This is what I mean by "OR" algorithm. It handles DNS failures and out-of-sync servers.

This is logic that doesn't exist within DNS. Let's Encrypt uses standard, off-the-shelf recursive DNS resolvers. The nameserver selection is done by that recursive resolver. What you propose is certainly doable, but it implies writing custom resolver logic that probably no one else on the planet uses. This is usually against LE's design goals, which aim to use standardized software, logic and protocols wherever possible. LE simply does what every other resolver does.
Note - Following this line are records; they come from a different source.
use crate::task::Task;
use chrono::{NaiveDate, NaiveDateTime};
use serde::{Deserialize, Serialize};

/// A task bound to a concrete `[start, end)` placement.
#[derive(Debug, Clone, PartialEq, Eq, Serialize, Deserialize)]
pub struct TimeSlot {
    start: NaiveDateTime,
    end: NaiveDateTime,
    task: Task,
}

impl TimeSlot {
    /// `end` must be `task.end_time(start)`; the calendar computes it with
    /// checked arithmetic before building the slot.
    pub(crate) fn new(start: NaiveDateTime, end: NaiveDateTime, task: Task) -> Self {
        Self { start, end, task }
    }

    pub fn start(&self) -> NaiveDateTime {
        self.start
    }

    pub fn end(&self) -> NaiveDateTime {
        self.end
    }

    pub fn task(&self) -> &Task {
        &self.task
    }

    /// Day bucket this slot is filed under.
    pub fn day(&self) -> NaiveDate {
        self.start.date()
    }

    pub fn overlaps(&self, other: &TimeSlot) -> bool {
        ranges_overlap(self.start, self.end, other.start, other.end)
    }
}

pub(crate) fn ranges_overlap(
    a_start: NaiveDateTime,
    a_end: NaiveDateTime,
    b_start: NaiveDateTime,
    b_end: NaiveDateTime,
) -> bool {
    !(a_end <= b_start || a_start >= b_end)
}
The algorithm you propose also violates RFC 8659: DNS Certification Authority Authorization (CAA) Resource Record, and as such cannot be adopted by Let's Encrypt prior to a new CAA RFC being written and approved by the CA/BF. You can start such a motion with the IETF, if you see a strong use case for your idea, but I wouldn't give my hopes up.

5 Likes

Which part exactly?

I don't know... maybe I'm the only guy on the planet who thinks that current algorithm causes issues... Imagine this scenario:

  1. One of the DNS servers fails, so it doesn't accept updates but still serves old content.
  2. ACME client tries to renew certificate. Process fails so it retries.
  3. At some point quota limits are reached.
  4. At this point fixing DNS won't help due to quota.
  5. Your website is left without valid certificate.

Obviously, I will find some workarounds to make the system stable and reliable. But would be good to fix the spec and implementations because the current ones expect that everything work all the time.

Section 3 mainly:

[...] until a CAA RRset is found.

-> implies that the first RRSet must be used, not any subsequent ones that a later queried nameserver may return.

Let CAA(X) be the RRset returned by performing a CAA record query for the FQDN X, according to the lookup algorithm specified in Section 4.3.2 of [RFC1034] (in particular, chasing aliases).

Specifies "a record query", to be performed, not multiple that may be merged in any way. It also explicitly references the DNS resolving mechanism from RFC1034, which has no mention of multiple DNS responses being combined or merged in any way.

(The RFC also goes own to say that the resolver terminates once a negative match has been found, so you cannot query again if a nameserver replied with an unacceptable response)

4 Likes